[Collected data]
● ● ●
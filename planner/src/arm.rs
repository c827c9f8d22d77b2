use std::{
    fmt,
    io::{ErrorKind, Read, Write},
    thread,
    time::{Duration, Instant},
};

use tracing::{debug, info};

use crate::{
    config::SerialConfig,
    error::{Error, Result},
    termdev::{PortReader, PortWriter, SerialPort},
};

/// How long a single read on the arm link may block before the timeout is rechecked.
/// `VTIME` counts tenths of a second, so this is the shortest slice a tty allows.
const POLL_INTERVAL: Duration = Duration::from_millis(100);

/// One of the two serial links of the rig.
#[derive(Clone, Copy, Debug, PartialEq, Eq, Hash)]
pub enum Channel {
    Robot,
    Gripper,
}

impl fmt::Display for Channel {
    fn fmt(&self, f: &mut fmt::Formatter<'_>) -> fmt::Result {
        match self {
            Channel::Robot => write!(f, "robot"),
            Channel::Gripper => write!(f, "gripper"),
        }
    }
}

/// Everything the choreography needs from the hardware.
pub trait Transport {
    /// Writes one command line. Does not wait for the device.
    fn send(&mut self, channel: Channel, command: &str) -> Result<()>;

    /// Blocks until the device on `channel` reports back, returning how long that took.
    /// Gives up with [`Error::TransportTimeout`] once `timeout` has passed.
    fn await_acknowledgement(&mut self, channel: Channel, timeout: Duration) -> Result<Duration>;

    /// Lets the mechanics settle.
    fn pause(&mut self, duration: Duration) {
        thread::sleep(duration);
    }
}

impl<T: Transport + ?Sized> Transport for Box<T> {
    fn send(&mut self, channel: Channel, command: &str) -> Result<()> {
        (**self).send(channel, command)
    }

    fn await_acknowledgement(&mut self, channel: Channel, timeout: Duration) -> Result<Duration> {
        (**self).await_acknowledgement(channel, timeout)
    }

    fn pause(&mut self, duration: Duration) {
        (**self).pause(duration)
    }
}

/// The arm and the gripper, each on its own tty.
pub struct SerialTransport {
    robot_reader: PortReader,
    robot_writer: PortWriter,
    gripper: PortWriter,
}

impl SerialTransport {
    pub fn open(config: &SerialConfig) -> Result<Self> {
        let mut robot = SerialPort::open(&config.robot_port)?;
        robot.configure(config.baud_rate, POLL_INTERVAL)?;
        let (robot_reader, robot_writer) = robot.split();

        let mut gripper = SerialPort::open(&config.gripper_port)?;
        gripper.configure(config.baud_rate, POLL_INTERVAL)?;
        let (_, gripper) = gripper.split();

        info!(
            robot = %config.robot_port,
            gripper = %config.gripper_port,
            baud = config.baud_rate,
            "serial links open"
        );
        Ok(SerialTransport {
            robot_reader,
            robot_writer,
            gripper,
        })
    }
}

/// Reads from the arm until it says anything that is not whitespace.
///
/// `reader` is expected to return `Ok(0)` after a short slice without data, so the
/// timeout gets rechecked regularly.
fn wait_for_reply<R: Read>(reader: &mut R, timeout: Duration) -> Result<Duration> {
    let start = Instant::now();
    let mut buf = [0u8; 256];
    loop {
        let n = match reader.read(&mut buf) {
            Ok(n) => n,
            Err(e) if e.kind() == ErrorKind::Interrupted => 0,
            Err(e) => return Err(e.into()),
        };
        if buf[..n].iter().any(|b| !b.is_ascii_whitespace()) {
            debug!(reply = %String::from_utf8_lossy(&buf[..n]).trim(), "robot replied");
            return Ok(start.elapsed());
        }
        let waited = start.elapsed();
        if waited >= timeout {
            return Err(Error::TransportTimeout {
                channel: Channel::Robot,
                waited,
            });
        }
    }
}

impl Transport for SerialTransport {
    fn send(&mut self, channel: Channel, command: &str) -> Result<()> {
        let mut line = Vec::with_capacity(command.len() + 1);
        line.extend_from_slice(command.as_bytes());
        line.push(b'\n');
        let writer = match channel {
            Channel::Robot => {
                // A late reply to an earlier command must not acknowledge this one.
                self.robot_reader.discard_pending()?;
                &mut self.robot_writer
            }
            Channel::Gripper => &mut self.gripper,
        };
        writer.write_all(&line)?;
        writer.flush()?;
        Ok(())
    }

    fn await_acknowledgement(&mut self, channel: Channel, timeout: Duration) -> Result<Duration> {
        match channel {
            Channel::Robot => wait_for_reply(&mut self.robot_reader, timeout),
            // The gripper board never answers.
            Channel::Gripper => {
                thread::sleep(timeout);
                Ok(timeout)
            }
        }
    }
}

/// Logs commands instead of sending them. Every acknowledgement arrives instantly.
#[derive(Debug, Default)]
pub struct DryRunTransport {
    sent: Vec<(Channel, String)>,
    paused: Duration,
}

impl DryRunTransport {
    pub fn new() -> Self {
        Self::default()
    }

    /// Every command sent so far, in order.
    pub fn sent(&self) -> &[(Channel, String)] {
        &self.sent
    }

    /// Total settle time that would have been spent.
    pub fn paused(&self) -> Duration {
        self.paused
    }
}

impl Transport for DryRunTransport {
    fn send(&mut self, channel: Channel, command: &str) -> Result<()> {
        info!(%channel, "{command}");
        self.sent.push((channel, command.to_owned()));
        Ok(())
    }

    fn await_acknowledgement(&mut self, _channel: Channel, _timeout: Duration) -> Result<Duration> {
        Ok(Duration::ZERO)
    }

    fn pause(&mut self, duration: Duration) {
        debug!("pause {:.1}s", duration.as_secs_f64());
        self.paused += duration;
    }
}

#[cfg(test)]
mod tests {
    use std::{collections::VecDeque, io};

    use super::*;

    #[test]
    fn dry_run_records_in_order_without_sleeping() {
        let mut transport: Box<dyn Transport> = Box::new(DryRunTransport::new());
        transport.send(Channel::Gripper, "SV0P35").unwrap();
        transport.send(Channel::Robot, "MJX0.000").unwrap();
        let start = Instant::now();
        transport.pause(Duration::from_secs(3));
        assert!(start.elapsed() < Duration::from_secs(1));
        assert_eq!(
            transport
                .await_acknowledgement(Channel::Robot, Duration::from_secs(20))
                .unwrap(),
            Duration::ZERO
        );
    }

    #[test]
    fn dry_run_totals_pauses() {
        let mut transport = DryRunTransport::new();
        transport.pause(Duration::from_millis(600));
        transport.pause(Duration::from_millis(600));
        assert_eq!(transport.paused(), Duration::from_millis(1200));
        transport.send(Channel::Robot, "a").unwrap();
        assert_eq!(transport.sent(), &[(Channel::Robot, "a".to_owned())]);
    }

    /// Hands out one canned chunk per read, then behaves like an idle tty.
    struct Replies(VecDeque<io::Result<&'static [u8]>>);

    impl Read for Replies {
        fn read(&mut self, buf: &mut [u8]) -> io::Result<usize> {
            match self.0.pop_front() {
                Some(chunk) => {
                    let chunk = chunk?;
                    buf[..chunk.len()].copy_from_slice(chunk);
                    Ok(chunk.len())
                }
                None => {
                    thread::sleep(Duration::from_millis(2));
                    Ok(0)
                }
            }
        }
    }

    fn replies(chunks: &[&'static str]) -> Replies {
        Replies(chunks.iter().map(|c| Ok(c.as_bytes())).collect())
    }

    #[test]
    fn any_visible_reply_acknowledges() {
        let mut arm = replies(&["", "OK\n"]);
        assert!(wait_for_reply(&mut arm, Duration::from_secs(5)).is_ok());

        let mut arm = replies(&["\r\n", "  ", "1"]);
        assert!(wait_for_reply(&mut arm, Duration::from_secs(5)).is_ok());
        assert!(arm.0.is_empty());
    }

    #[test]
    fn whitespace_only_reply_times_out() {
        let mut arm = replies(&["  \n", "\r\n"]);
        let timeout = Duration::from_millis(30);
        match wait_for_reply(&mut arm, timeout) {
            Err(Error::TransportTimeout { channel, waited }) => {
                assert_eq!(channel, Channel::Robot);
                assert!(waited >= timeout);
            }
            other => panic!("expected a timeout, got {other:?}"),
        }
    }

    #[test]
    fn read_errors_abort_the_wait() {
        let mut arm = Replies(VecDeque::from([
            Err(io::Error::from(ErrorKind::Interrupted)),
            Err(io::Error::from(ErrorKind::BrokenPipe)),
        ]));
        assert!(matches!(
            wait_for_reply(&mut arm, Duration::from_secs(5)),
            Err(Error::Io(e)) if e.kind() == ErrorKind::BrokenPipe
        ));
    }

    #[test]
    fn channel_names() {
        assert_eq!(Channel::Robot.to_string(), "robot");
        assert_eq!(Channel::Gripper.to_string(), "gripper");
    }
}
● ● ●
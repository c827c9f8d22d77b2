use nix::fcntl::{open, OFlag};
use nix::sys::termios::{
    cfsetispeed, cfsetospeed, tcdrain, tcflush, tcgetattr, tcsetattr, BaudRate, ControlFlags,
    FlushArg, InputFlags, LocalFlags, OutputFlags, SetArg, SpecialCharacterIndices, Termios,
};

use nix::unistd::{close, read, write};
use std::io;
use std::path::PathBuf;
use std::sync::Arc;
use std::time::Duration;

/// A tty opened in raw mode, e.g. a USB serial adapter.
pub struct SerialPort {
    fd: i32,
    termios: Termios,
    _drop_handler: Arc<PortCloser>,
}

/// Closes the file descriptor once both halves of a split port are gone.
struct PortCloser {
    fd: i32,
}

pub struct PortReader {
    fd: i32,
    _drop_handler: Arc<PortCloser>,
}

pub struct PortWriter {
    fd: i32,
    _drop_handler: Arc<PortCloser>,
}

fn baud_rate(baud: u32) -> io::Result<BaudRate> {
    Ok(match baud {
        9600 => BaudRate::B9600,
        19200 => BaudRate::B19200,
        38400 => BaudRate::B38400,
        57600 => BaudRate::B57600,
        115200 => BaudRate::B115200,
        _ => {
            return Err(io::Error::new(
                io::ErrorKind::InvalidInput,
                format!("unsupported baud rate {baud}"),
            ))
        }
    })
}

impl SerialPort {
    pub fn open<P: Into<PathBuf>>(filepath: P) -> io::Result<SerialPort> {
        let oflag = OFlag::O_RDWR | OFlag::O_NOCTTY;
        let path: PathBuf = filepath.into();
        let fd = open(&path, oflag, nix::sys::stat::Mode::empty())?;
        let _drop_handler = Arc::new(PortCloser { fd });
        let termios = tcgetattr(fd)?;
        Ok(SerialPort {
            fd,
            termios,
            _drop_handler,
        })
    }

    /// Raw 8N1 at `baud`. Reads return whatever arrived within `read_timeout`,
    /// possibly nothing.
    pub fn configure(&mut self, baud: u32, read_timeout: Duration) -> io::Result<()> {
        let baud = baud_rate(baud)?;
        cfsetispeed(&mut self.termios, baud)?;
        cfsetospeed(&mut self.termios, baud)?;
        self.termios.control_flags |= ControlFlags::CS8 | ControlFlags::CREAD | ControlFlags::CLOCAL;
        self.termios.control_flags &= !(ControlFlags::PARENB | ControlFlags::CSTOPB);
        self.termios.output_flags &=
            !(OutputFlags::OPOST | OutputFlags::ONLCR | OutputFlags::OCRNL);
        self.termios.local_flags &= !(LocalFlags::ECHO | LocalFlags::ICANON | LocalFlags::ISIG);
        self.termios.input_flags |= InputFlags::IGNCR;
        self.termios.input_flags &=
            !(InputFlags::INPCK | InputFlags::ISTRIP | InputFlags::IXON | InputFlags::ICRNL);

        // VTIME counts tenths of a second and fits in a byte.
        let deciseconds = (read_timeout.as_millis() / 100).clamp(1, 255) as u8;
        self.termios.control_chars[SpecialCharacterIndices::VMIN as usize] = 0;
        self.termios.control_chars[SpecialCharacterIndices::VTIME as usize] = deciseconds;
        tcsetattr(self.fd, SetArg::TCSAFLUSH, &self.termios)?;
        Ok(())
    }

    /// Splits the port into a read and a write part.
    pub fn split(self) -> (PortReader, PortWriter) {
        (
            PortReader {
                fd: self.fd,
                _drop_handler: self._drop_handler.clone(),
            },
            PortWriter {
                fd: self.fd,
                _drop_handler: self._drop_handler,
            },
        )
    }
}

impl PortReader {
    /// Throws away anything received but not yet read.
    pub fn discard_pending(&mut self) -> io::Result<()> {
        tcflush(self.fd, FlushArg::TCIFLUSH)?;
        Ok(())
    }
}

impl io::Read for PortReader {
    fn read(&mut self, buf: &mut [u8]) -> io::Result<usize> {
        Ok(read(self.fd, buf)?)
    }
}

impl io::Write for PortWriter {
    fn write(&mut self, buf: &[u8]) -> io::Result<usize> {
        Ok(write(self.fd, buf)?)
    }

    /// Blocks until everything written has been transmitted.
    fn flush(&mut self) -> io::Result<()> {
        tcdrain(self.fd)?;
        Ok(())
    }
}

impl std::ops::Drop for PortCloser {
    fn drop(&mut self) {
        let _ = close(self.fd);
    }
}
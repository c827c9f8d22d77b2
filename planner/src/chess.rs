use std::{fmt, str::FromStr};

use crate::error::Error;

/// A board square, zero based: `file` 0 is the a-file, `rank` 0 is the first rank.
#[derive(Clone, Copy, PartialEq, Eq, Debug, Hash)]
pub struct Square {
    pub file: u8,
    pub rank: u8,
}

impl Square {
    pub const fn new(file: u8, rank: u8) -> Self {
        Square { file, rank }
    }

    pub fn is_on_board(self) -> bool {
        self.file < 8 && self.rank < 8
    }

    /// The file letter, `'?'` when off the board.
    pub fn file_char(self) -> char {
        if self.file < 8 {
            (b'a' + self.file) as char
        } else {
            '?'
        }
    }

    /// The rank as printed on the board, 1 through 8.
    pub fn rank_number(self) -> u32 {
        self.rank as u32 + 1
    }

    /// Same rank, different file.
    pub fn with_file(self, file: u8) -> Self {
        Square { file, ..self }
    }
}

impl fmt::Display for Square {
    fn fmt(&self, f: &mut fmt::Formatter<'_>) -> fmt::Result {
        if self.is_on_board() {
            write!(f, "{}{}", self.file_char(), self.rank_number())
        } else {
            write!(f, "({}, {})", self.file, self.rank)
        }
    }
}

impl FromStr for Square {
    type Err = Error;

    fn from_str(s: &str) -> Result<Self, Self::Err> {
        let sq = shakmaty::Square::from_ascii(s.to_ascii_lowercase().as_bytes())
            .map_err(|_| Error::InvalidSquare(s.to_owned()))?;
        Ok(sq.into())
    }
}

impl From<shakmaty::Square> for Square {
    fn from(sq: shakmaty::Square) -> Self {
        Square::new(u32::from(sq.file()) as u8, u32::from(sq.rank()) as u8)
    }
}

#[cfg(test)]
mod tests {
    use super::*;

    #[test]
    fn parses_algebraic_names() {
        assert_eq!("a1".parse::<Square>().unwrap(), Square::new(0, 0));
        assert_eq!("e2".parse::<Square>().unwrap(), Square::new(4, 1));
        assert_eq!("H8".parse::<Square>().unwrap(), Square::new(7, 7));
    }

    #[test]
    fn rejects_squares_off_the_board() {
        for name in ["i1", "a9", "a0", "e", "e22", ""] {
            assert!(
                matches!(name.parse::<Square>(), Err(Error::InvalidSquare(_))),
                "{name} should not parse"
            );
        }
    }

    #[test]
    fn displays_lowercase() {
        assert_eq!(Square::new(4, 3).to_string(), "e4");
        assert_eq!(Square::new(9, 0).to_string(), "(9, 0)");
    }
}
● ● ●
* [Directions]: Looking at the data above, return every line from the one with "let mut buf = [0u8; 256];" down to the one with "acknowledgement arrives instantly.", exactly and inclusively.

* [Solution to this task]:
    let mut buf = [0u8; 256];
    loop {
        let n = match reader.read(&mut buf) {
            Ok(n) => n,
            Err(e) if e.kind() == ErrorKind::Interrupted => 0,
            Err(e) => return Err(e.into()),
        };
        if buf[..n].iter().any(|b| !b.is_ascii_whitespace()) {
            debug!(reply = %String::from_utf8_lossy(&buf[..n]).trim(), "robot replied");
            return Ok(start.elapsed());
        }
        let waited = start.elapsed();
        if waited >= timeout {
            return Err(Error::TransportTimeout {
                channel: Channel::Robot,
                waited,
            });
        }
    }
}

impl Transport for SerialTransport {
    fn send(&mut self, channel: Channel, command: &str) -> Result<()> {
        let mut line = Vec::with_capacity(command.len() + 1);
        line.extend_from_slice(command.as_bytes());
        line.push(b'\n');
        let writer = match channel {
            Channel::Robot => {
                // A late reply to an earlier command must not acknowledge this one.
                self.robot_reader.discard_pending()?;
                &mut self.robot_writer
            }
            Channel::Gripper => &mut self.gripper,
        };
        writer.write_all(&line)?;
        writer.flush()?;
        Ok(())
    }

    fn await_acknowledgement(&mut self, channel: Channel, timeout: Duration) -> Result<Duration> {
        match channel {
            Channel::Robot => wait_for_reply(&mut self.robot_reader, timeout),
            // The gripper board never answers.
            Channel::Gripper => {
                thread::sleep(timeout);
                Ok(timeout)
            }
        }
    }
}

/// Logs commands instead of sending them. Every acknowledgement arrives instantly.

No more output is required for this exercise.